Russia: In the new economic environment, Transmashholding (TMH), the country’s largest rolling stock manufacturer, is intensifying the introduction of domestic components to ensure technological independence. The priority in this direction is the quality control of procured products. Today, the company uses a wide range of tools to interact with suppliers, encouraging them to improve in the interests of both TMH and the entire industry.

Quality is the king

Since its foundation, TMH has been developing an in-house quality management system. In the previous partnership with Alstom, TMH adopted best international practices and took them into account when building its production system. Quality management systems (QMS) complying with ISO 9001 were introduced at its production sites back in the 2000s and were certified in the first half of the 2010s for compliance with the International railway industry standard, IRIS (ISO 22163).

Following the geopolitical changes of 2022, the QMSs were certified again, this time for compliance with the voluntary scheme of the Russian Union of Industries of Railway Equipment. Regular audits confirm that the QMS maturity level of TMH companies today exceeds 80%, which is significant. TMH’s commitment to an advanced quality management policy is confirmed by the fact that its steel plant in Bezhitsa was the first in Russia to introduce the Electronic Inspector, an automated system for digital registration of rolling stock components, in 2020.

Quality is also a priority when designing new rolling stock. Today, TMH is adopting the Advanced Product Quality Planning (APQP) system to ensure that its engineering centres apply the same quality policy. These efforts entail particular attention to the systematic analysis of types of failures and their consequences.

As a market leader, TMH is systematically involved in the general standardisation processes in the EAEU. Its Deputy General Director for Technical Development, Mikhail Rozhkov, chairs the Technical Committees TC 045, Railway Transport, and TC 150, Underground Railway Systems.

Since the second half of the 2010s, TMH has been actively working on the introduction of reference lines at its sites. The idea behind these lines is to align production processes to produce quality machines and components in a cycle time. Since then, 105 reference lines have been set up at 11 of the holding’s main sites. Beginning in 2017, TMH has been one of the first in the world to implement the digital transformation programme, which covers all stages of the product lifecycle. The company is constantly updating its digitalisation strategy, which is now represented by 318 digital initiatives. The strategy is mainly focused on meeting customer requirements by reducing the lifecycle costs of rolling stock and improving adaptability of its business processes to internal and external changes.

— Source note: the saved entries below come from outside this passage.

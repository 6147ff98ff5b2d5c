//! Object identities shared by the tracker, mapper and status tables.

use std::fmt;

use kube::core::GroupVersionKind;
use serde::{Deserialize, Serialize};

/// `namespace/name` key of a namespaced (or cluster scoped, with empty namespace) object.
#[derive(Debug, Clone, Default, PartialEq, Eq, Hash, PartialOrd, Ord, Serialize, Deserialize)]
pub struct NamespacedName {
    #[serde(default)]
    pub namespace: String,
    pub name: String,
}

impl NamespacedName {
    pub fn new(namespace: impl Into<String>, name: impl Into<String>) -> Self {
        Self { namespace: namespace.into(), name: name.into() }
    }

    pub fn cluster(name: impl Into<String>) -> Self {
        Self { namespace: String::new(), name: name.into() }
    }
}

impl fmt::Display for NamespacedName {
    fn fmt(&self, f: &mut fmt::Formatter<'_>) -> fmt::Result {
        if self.namespace.is_empty() {
            write!(f, "{}", self.name)
        } else {
            write!(f, "{}/{}", self.namespace, self.name)
        }
    }
}

#[derive(Debug, Clone, Default, PartialEq, Eq, Hash, PartialOrd, Ord, Serialize, Deserialize)]
pub struct GroupKind {
    pub group: String,
    pub kind: String,
}

impl GroupKind {
    pub fn new(group: impl Into<String>, kind: impl Into<String>) -> Self {
        Self { group: group.into(), kind: kind.into() }
    }
}

impl fmt::Display for GroupKind {
    fn fmt(&self, f: &mut fmt::Formatter<'_>) -> fmt::Result {
        if self.group.is_empty() {
            write!(f, "{}", self.kind)
        } else {
            write!(f, "{}.{}", self.kind, self.group)
        }
    }
}

/// Key of an object some owner depends on (service account, template, blueprint).
#[derive(Debug, Clone, PartialEq, Eq, Hash, PartialOrd, Ord, Serialize, Deserialize)]
pub struct DependencyKey {
    pub group_kind: GroupKind,
    pub name: NamespacedName,
}

impl DependencyKey {
    pub fn new(group_kind: GroupKind, name: NamespacedName) -> Self {
        Self { group_kind, name }
    }

    pub fn service_account(namespace: &str, name: &str) -> Self {
        Self::new(GroupKind::new("", "ServiceAccount"), NamespacedName::new(namespace, name))
    }

    pub fn template(kind: &str, name: &str) -> Self {
        Self::new(GroupKind::new(crate::GROUP, kind), NamespacedName::cluster(name))
    }
}

impl fmt::Display for DependencyKey {
    fn fmt(&self, f: &mut fmt::Formatter<'_>) -> fmt::Result {
        write!(f, "{}/{}", self.group_kind, self.name)
    }
}

/// Split `group/version` (or bare `version` for the core group).
pub fn split_api_version(api_version: &str) -> (String, String) {
    match api_version.split_once('/') {
        Some((g, v)) => (g.to_string(), v.to_string()),
        None => (String::new(), api_version.to_string()),
    }
}

pub fn gvk_from_api_version(api_version: &str, kind: &str) -> GroupVersionKind {
    let (group, version) = split_api_version(api_version);
    GroupVersionKind { group, version, kind: kind.to_string() }
}

pub fn api_version_of(gvk: &GroupVersionKind) -> String {
    if gvk.group.is_empty() {
        gvk.version.clone()
    } else {
        format!("{}/{}", gvk.group, gvk.version)
    }
}

/// Human readable `kind.group` used in condition messages.
pub fn fully_qualified_type(gvk: &GroupVersionKind) -> String {
    if gvk.group.is_empty() {
        gvk.kind.to_lowercase()
    } else {
        format!("{}.{}", gvk.kind.to_lowercase(), gvk.group)
    }
}

/// Ensure `apiVersion` and `kind` are present on a serialized object.
pub fn with_type_meta(mut v: serde_json::Value, api_version: &str, kind: &str) -> serde_json::Value {
    if let Some(obj) = v.as_object_mut() {
        obj.entry("apiVersion").or_insert_with(|| api_version.into());
        obj.entry("kind").or_insert_with(|| kind.into());
    }
    v
}

#[cfg(test)]
mod tests {
    use super::*;

    #[test]
    fn display_omits_empty_namespace() {
        assert_eq!(NamespacedName::cluster("x").to_string(), "x");
        assert_eq!(NamespacedName::new("ns", "x").to_string(), "ns/x");
        let key = DependencyKey::service_account("ns", "sa");
        assert_eq!(key.to_string(), "ServiceAccount/ns/sa");
    }

    #[test]
    fn api_version_split_handles_core_group() {
        let gvk = gvk_from_api_version("v1", "ConfigMap");
        assert_eq!(gvk.group, "");
        assert_eq!(api_version_of(&gvk), "v1");
        let gvk = gvk_from_api_version("carto.run/v1alpha1", "Workload");
        assert_eq!(gvk.group, "carto.run");
        assert_eq!(fully_qualified_type(&gvk), "workload.carto.run");
    }
}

A reference car assembly line at TMH plant in Mytishi A reference car assembly line at TMH plant in Mytishi. Source: TMH

The Quick Response Quality Control (QRQC) system is designed to ensure that TMH’s production sites respond quickly to quality issues. The system was successfully tested at the Bryansk plant in 2023 and is now being implemented at the other sites.

Today, TMH has become a global railway industry company, the fifth largest in the world in terms of shipments, with more than 38,000 employees, including more than 1,300 in R&D. Its size has necessitated a more holistic and synchronised approach to production activities, with all past and current projects aimed at improving quality, increasing output efficiency, and expanding the digitalisation of business processes. “The global market is such a competitive environment that success can only be achieved if all employees at all levels of the company are constantly striving for innovation and improvement”, said Valogi Sukhinin, TMH’s Quality and Reliability Managing Director.

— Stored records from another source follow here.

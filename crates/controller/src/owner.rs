//! Workload and deliverable reconciliation.
//!
//! One skeleton serves both owner kinds; the per-kind differences come from
//! [`OwnerStrategy`](carto_core::owner::OwnerStrategy). A pass selects the single matching blueprint, resolves
//! the service account, realizes every resource, garbage-collects stamped
//! objects that fell out of the blueprint and finally writes the status.

use std::collections::BTreeMap;

use carto_api::{RepoResult, Repository};
use carto_core::blueprint::{Blueprint, BlueprintKind, BlueprintSpec};
use carto_core::condition_manager::ConditionManager;
use carto_core::conditions::{self, condition, ConditionStatus};
use carto_core::owner::{Owner, OwnerKind};
use carto_core::refs::{DependencyKey, NamespacedName};
use carto_core::status::BlueprintRef;
use carto_core::Condition;
use carto_eval::owner_health_condition;
use carto_eval::selector::blueprint_matches;
use carto_realizer::{realize, BlueprintType, ResourceRealizer, ResourceStatuses};
use tracing::{debug, info, instrument, warn};

use crate::context::{Context, Request};
use crate::error::ReconcileError;
use crate::{events, orphans};

/// State a pass accumulates before the status write.
struct Pass {
    blueprint_ref: Option<BlueprintRef>,
    statuses: Option<ResourceStatuses>,
    deps: Vec<DependencyKey>,
}

async fn load(system: &dyn Repository, kind: OwnerKind, key: &NamespacedName) -> RepoResult<Option<Owner>> {
    Ok(match kind {
        OwnerKind::Workload => system.get_workload(key).await?.map(Owner::from),
        OwnerKind::Deliverable => system.get_deliverable(key).await?.map(Owner::from),
        OwnerKind::Runnable => None,
    })
}

/// Reconcile one workload or deliverable.
#[instrument(skip_all, fields(kind = kind.kind(), owner = %key))]
pub async fn reconcile(ctx: &Context, kind: OwnerKind, key: &NamespacedName) -> Result<(), ReconcileError> {
    let request = Request::new(kind.into(), key.clone());
    let owner = match load(ctx.system.as_ref(), kind, key).await {
        Ok(Some(o)) => o,
        Ok(None) => {
            debug!("owner gone, dropping tracked dependencies");
            ctx.tracker.clear_tracked(&request);
            return Ok(());
        }
        Err(e) => return Err(ReconcileError::unhandled(e, format!("failed to get {} [{key}]", kind.kind().to_lowercase()))),
    };

    let mut manager = ConditionManager::new(conditions::READY, owner.conditions());
    let mut pass = Pass { blueprint_ref: owner.blueprint_ref().cloned(), statuses: None, deps: Vec::new() };
    let result = drive(ctx, &owner, &mut manager, &mut pass).await;
    complete(ctx, &request, owner, manager, pass, result).await
}

async fn drive(ctx: &Context, owner: &Owner, manager: &mut ConditionManager, pass: &mut Pass) -> Result<(), ReconcileError> {
    let strategy = owner.strategy();
    let blueprint = select_blueprint(ctx, owner, manager).await?;
    let blueprint_type = BlueprintType::from(blueprint.kind());
    pass.blueprint_ref = Some(BlueprintRef { kind: blueprint.kind().kind().to_string(), name: blueprint.name() });

    match blueprint.ready_condition() {
        Some(c) if ConditionStatus::of(c) == ConditionStatus::True => {}
        ready => {
            manager.add_positive(blueprint_not_ready(strategy.blueprint_ready_type, ready));
            return Err(ReconcileError::handled(format!("{blueprint_type} [{}] is not in ready state", blueprint.name())));
        }
    }
    manager.add_positive(conditions::blueprint_ready(strategy.blueprint_ready_type));

    let sa_key = service_account_for(owner, blueprint.spec());
    pass.deps.push(DependencyKey::service_account(&sa_key.namespace, &sa_key.name));
    let sa = match ctx.system.get_service_account(&sa_key).await {
        Ok(Some(sa)) => sa,
        Ok(None) => {
            let msg = format!("service account [{sa_key}] not found");
            manager.add_positive(conditions::service_account_error(msg.clone()));
            return Err(ReconcileError::handled(msg));
        }
        Err(e) => {
            manager.add_positive(conditions::service_account_error(e.to_string()));
            return Err(ReconcileError::handled(format!("failed to get service account [{sa_key}]: {e}")));
        }
    };

    let token = match ctx.tokens.get_service_account_token(&sa).await {
        Ok(t) => t,
        Err(e) => {
            manager.add_positive(conditions::service_account_token_error(e.to_string()));
            return Err(ReconcileError::handled(format!("failed to get token for service account [{sa_key}]: {e}")));
        }
    };

    let repo = match ctx.builder.build(&token) {
        Ok(r) => r,
        Err(e) => {
            manager.add_positive(conditions::resource_realizer_builder_error(e.to_string()));
            return Err(ReconcileError::unhandled(e, "failed to build resource realizer"));
        }
    };

    let spec = blueprint.spec();
    let realizer = ResourceRealizer::new(
        owner.clone(),
        &blueprint.name(),
        blueprint_type,
        spec.params.clone(),
        ctx.system.clone(),
        repo,
    );
    let mut statuses = ResourceStatuses::new(owner.resources());
    let report = realize(&realizer, &spec.resources, &mut statuses).await;
    pass.deps.extend(report.templates);

    match &report.error {
        Some(e) => manager.add_positive(e.condition(conditions::RESOURCES_SUBMITTED)),
        None => manager.add_positive(conditions::resources_submitted()),
    }
    let current = statuses.current();
    manager.add_positive(owner_health_condition(&current, owner.conditions()));

    let owner_ref = Request::new(owner.kind().into(), owner.key()).object_ref();
    let mut out = Vec::new();
    // An aborted walk leaves rows unrealized; their objects are not orphans.
    if report.error.as_ref().map_or(true, |e| !e.is_unhandled()) {
        for removed in orphans::cleanup(ctx.system.as_ref(), owner.resources(), &current).await {
            out.push(events::removed_event(&owner_ref, &removed));
        }
    }
    for row in &current {
        if let Some(r) = &row.realized.stamped_ref {
            ctx.watcher.watch(&r.api_version, &r.kind);
        }
    }
    out.extend(events::resource_events(&owner_ref, &statuses));
    events::emit(ctx.events.as_ref(), out).await;
    pass.statuses = Some(statuses);

    match report.error {
        None => Ok(()),
        Some(e) if e.is_unhandled() => Err(ReconcileError::unhandled(e, "failed to realize resources")),
        Some(e) => Err(ReconcileError::handled(e)),
    }
}

/// Find the one blueprint whose selector the owner satisfies.
async fn select_blueprint(ctx: &Context, owner: &Owner, manager: &mut ConditionManager) -> Result<Blueprint, ReconcileError> {
    let strategy = owner.strategy();
    let owner_kind = strategy.kind.to_lowercase();
    let Some(bp_kind) = strategy.blueprint else {
        return Err(ReconcileError::handled(format!("{owner_kind} has no blueprint kind")));
    };
    let bp_type = BlueprintType::from(bp_kind);
    let ready_type = strategy.blueprint_ready_type;

    let labels = owner.labels();
    if labels.is_empty() {
        manager.add_positive(condition(
            ready_type,
            ConditionStatus::False,
            strategy.labels_missing_reason,
            format!("{owner_kind} has no labels to match to {bp_type}"),
        ));
        return Err(ReconcileError::handled(format!("{owner_kind} [{}] is missing required labels", owner.key())));
    }

    let candidates = list_blueprints(ctx.system.as_ref(), bp_kind)
        .await
        .map_err(|e| ReconcileError::unhandled(e, format!("failed to list {bp_type} for {owner_kind} [{}]", owner.key())))?;

    let owner_value = owner.to_value();
    let mut matched = Vec::new();
    let mut selector_failure = None;
    for bp in candidates {
        match blueprint_matches(bp.spec(), &labels, &owner_value) {
            Ok(true) => matched.push(bp),
            Ok(false) => {}
            Err(e) => {
                warn!(blueprint = %bp.name(), error = %e, "blueprint selector cannot be evaluated");
                selector_failure.get_or_insert_with(|| format!("{bp_type} [{}]: {e}", bp.name()));
            }
        }
    }

    match matched.len() {
        1 => Ok(matched.remove(0)),
        0 => {
            if let Some(msg) = selector_failure {
                manager.add_positive(condition(ready_type, ConditionStatus::False, conditions::SELECTOR_ERROR, msg.clone()));
                return Err(ReconcileError::handled(msg));
            }
            manager.add_positive(condition(
                ready_type,
                ConditionStatus::False,
                strategy.not_found_reason,
                format!("no {bp_type} found where full selector is satisfied by labels: {}", fmt_labels(&labels)),
            ));
            Err(ReconcileError::handled(format!("no {bp_type} matches {owner_kind} [{}]", owner.key())))
        }
        _ => {
            let names: Vec<String> = matched.iter().map(Blueprint::name).collect();
            manager.add_positive(condition(
                ready_type,
                ConditionStatus::False,
                strategy.multiple_matches_reason,
                format!("{owner_kind} may only match a single {bp_type}'s selector"),
            ));
            Err(ReconcileError::handled(format!(
                "{owner_kind} [{}] matches more than one {bp_type}: [{}]",
                owner.key(),
                names.join(", ")
            )))
        }
    }
}

async fn list_blueprints(system: &dyn Repository, kind: BlueprintKind) -> RepoResult<Vec<Blueprint>> {
    Ok(match kind {
        BlueprintKind::SupplyChain => system.list_supply_chains().await?.into_iter().map(Blueprint::SupplyChain).collect(),
        BlueprintKind::Delivery => system.list_deliveries().await?.into_iter().map(Blueprint::Delivery).collect(),
    })
}

fn fmt_labels(labels: &BTreeMap<String, String>) -> String {
    let pairs: Vec<String> = labels.iter().map(|(k, v)| format!("{k}:{v}")).collect();
    format!("map[{}]", pairs.join(" "))
}

/// The blueprint's own `Ready` condition, surfaced under the owner's type.
fn blueprint_not_ready(type_: &str, ready: Option<&Condition>) -> Condition {
    match ready {
        Some(c) => {
            let reason = if c.reason.is_empty() { conditions::BLUEPRINT_NOT_READY } else { c.reason.as_str() };
            condition(type_, ConditionStatus::of(c), reason, c.message.clone())
        }
        None => condition(type_, ConditionStatus::Unknown, conditions::BLUEPRINT_NOT_READY, "blueprint has not been reconciled"),
    }
}

/// Owner's own service account, else the blueprint's reference, else `default`.
pub fn service_account_for(owner: &Owner, spec: &BlueprintSpec) -> NamespacedName {
    if let Some(name) = owner.service_account_name() {
        return NamespacedName::new(owner.namespace(), name);
    }
    if let Some(r) = spec.service_account_ref.as_ref().filter(|r| !r.name.is_empty()) {
        let ns = r.namespace.clone().filter(|n| !n.is_empty()).unwrap_or_else(|| owner.namespace());
        return NamespacedName::new(ns, &r.name);
    }
    NamespacedName::new(owner.namespace(), "default")
}

async fn complete(
    ctx: &Context,
    request: &Request,
    mut owner: Owner,
    manager: ConditionManager,
    pass: Pass,
    result: Result<(), ReconcileError>,
) -> Result<(), ReconcileError> {
    let (conds, changed) = manager.finalize();
    let (resources, resources_changed) = match &pass.statuses {
        Some(s) => (s.current(), s.is_changed()),
        None => (owner.resources().to_vec(), false),
    };
    let generation = owner.generation();
    let ref_changed = pass.blueprint_ref.as_ref() != owner.blueprint_ref();
    let stale = owner.observed_generation() != generation;

    ctx.tracker.repoint(request, pass.deps);

    if changed || stale || resources_changed || ref_changed {
        owner.set_status(conds, resources, pass.blueprint_ref, generation);
        ctx.system
            .update_status(&request.object_ref(), &owner.status_value())
            .await
            .map_err(|e| ReconcileError::unhandled(e, format!("failed to update status for {request}")))?;
        debug!("status updated");
    }

    match &result {
        Ok(()) => info!("reconciled"),
        Err(e) if e.is_unhandled() => warn!(error = %format!("{e:#}"), "reconcile failed"),
        Err(e) => info!(reason = %e, "reconcile blocked"),
    }
    result
}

New systems for the years ahead

Since 2022, TMH has been implementing a single operation system, the Transmashholding Operation System, or TOS. The system embraces both TMH and its production sites, as well as its key partners, in particular the repair companies LocoTech and Zheldorremmash. This business model is about achieving strategic goals through the application of continuous improvement tools and principles by each and every employee.

TOS is based on customer focus, value creation, a constant commitment to excellence through continuous improvement, and development of a friendly culture that motivates people to increase productivity and improve quality. “The operation system is the foundation for future improvements. Change is only possible when leaders understand the principles of organisational effectiveness and embed them in the culture of the organisation. Involving the whole organisation, every team member, is a prerequisite for real and sustainable improvement”, says TMH.

TMH operation system (Transmashholding Operation System, TOS) TMH operation system (Transmashholding Operation System, TOS, enlarge). Source: TMH

According to Valogi Sukhinin, the reduction of losses through the use of TOS will allow performance to be increased by 3–5%. These losses are traditionally caused by problematic factory logistics, excessive stocks of raw materials and components, inefficient plant layout, intermittent workflow, over-processing of items, and corrective actions. The increase in performance looks relatively small because TMH has been implementing the lean culture and digitalisation of production for a long time, so much has already been achieved.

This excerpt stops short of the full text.